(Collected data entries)
- Opening Delimiter -

impl MockDeviceLibrary {
    pub fn new() -> Self {
        Self::default()
    }

    /// Attach a device; its index is the number of devices attached before it
    pub fn attach(&mut self, device: MockDevice) -> Rc<MockDevice> {
        let device = Rc::new(device);
        self.devices.push(Rc::clone(&device));
        device
    }

    /// Make selecting the device at `index` fail
    pub fn fail_select(&mut self, index: usize) -> &mut Self {
        self.select_errors.insert(index);
        self
    }

    /// Make `init` fail with `message`
    pub fn fail_init(&mut self, message: &str) -> &mut Self {
        self.init_error = Some(message.to_string());
        self
    }

    pub fn device(&self, index: usize) -> Rc<MockDevice> {
        Rc::clone(&self.devices[index])
    }

    pub fn calls(&self) -> &[LibraryCall] {
        &self.calls
    }

    /// Indices passed to `select_device`, in order
    pub fn selected(&self) -> Vec<usize> {
        self.calls
            .iter()
            .filter_map(|c| match c {
                LibraryCall::Select(i) => Some(*i),
                _ => None,
            })
            .collect()
    }

    pub fn teardown_count(&self) -> usize {
        self.calls
            .iter()
            .filter(|c| **c == LibraryCall::Teardown)
            .count()
    }

    pub fn is_initialized(&self) -> bool {
        self.initialized
    }
}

- Closing Delimiter -

* [REQUIRED WORK] Repeat what the records above say. Use their exact words.

* [ANSWER BELOW]
impl MockDeviceLibrary {
    pub fn new() -> Self {
        Self::default()
    }

    /// Attach a device; its index is the number of devices attached before it
    pub fn attach(&mut self, device: MockDevice) -> Rc<MockDevice> {
        let device = Rc::new(device);
        self.devices.push(Rc::clone(&device));
        device
    }

    /// Make selecting the device at `index` fail
    pub fn fail_select(&mut self, index: usize) -> &mut Self {
        self.select_errors.insert(index);
        self
    }

    /// Make `init` fail with `message`
    pub fn fail_init(&mut self, message: &str) -> &mut Self {
        self.init_error = Some(message.to_string());
        self
    }

    pub fn device(&self, index: usize) -> Rc<MockDevice> {
        Rc::clone(&self.devices[index])
    }

    pub fn calls(&self) -> &[LibraryCall] {
        &self.calls
    }

    /// Indices passed to `select_device`, in order
    pub fn selected(&self) -> Vec<usize> {
        self.calls
            .iter()
            .filter_map(|c| match c {
                LibraryCall::Select(i) => Some(*i),
                _ => None,
            })
            .collect()
    }

    pub fn teardown_count(&self) -> usize {
        self.calls
            .iter()
            .filter(|c| **c == LibraryCall::Teardown)
            .count()
    }

    pub fn is_initialized(&self) -> bool {
        self.initialized
    }
}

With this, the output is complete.